Located in South Moravia at the confluence of the Svitava and Svratka rivers, Brno has about 800,000 inhabitants. It's been said to be a better place to live than New York, and while that may be a bit hyperbolic, it does have many redeeming qualities.
The following is a short compilation of why this little known city is the best place to live in the Czech Republic.
- Size: with less than a million people this city perfectly strikes the balance between providing variety and maintaining intimacy. Walking in the city center feels as if one is in a quaint Czech village. Yet this doesn't come at the price of boredom, with the city boasting professional sports, an exhibition center, thriving nightlife, a world UNESCO heritage site, thriving cafe culture, a motorcycle grand prix, and wide range of parks/attractions.

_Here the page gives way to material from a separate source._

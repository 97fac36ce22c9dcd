//! Shared helpers for the test targets.

pub mod fixtures;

- Location: It is difficult to find a more central point in the whole of Europe than South Moravia. One can travel to Prague, Budapest, or Vienna within a matter of hours, and cities such as Berlin or Milan in slightly longer. Transit within the city is also exceptionally good, with a streetcar and bus system that makes getting around the city a breeze. Not having a car here is more convenient than most cities in the world.
- Culture: Brno is a college town more or less, but doesn't let its high student population override its identity completely. Between Masaryk University, Mendel University and VUT, the city is home to an average of 100,000 students which give it a nice youthful energy. Coupled with that is a burgeoning tech industry and a strong middle class ethic that gives a feel of vibrancy but not excess. Again variability is key. Want to go to the opera or an art museum? Check. Eat good Indian food? No problem. Get drunk at hockey match? Done!
This is simply scratching the surface of what this town has to offer. In terms of nature the city is home to a couple large parks, an arboretum, and the Moravian Karsts are not more than a short drive from town. Cost of living (by European standards) is quite low, and spending power is relatively high. Comparatively ignored by tourists Brno has a sense of being undiscovered... but it's certainly worth a look.